#### [Problem to solve]
From the opening line of the records through the line bearing "a drill split.", set down every line exactly.

Content starts

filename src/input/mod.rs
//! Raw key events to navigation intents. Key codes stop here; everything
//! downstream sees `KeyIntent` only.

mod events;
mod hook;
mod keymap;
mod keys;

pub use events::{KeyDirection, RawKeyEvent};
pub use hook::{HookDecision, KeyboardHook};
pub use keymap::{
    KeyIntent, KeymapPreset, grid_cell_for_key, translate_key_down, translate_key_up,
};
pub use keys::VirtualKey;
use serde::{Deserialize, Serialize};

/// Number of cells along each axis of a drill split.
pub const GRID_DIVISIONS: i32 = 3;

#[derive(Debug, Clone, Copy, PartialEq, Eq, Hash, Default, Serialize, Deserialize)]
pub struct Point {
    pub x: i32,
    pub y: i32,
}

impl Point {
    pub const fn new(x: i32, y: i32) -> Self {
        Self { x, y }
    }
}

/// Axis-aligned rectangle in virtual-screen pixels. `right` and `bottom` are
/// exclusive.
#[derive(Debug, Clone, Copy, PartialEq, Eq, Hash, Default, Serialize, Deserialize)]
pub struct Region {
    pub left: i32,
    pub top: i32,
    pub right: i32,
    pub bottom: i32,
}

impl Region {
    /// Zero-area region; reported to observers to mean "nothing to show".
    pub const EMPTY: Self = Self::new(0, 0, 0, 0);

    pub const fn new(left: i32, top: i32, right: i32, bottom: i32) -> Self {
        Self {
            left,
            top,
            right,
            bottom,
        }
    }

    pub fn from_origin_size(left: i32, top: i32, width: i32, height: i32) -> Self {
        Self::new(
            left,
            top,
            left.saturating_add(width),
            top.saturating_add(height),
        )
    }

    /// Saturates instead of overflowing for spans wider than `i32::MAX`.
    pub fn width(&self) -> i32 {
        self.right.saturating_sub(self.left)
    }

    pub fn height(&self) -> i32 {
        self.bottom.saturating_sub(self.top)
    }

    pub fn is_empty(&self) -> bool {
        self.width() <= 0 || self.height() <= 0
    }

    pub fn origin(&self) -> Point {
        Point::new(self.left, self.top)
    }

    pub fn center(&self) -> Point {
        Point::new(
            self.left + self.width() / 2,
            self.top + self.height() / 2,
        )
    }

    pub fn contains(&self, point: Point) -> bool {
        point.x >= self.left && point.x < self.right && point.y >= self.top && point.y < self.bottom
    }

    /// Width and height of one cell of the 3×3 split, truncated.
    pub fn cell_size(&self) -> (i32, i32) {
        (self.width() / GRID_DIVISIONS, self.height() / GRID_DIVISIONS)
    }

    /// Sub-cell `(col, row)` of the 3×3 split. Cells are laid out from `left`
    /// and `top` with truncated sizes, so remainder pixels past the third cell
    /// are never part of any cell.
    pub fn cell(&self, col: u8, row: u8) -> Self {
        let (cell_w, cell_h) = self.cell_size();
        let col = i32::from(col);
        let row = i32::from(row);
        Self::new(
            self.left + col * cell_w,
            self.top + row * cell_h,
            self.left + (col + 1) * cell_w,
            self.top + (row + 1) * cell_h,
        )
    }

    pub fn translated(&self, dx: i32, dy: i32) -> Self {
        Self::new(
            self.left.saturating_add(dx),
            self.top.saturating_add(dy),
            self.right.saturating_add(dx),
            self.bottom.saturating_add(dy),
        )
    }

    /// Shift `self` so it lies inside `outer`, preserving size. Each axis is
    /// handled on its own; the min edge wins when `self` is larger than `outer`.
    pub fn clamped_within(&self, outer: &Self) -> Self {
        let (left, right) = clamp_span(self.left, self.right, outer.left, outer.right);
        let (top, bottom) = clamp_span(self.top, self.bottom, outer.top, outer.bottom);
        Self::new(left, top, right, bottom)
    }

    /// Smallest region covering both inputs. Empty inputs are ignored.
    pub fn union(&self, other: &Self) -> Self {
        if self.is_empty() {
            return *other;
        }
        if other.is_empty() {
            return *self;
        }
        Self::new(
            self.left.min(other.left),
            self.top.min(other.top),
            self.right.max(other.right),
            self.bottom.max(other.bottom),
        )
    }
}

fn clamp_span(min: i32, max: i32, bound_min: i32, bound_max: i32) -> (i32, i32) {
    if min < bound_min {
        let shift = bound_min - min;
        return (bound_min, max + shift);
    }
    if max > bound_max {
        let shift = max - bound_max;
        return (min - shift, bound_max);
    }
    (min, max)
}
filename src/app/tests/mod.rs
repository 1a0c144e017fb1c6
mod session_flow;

Content ends

#### [Exercise response]
filename src/input/mod.rs
//! Raw key events to navigation intents. Key codes stop here; everything
//! downstream sees `KeyIntent` only.

mod events;
mod hook;
mod keymap;
mod keys;

pub use events::{KeyDirection, RawKeyEvent};
pub use hook::{HookDecision, KeyboardHook};
pub use keymap::{
    KeyIntent, KeymapPreset, grid_cell_for_key, translate_key_down, translate_key_up,
};
pub use keys::VirtualKey;
use serde::{Deserialize, Serialize};

/// Number of cells along each axis of a drill split.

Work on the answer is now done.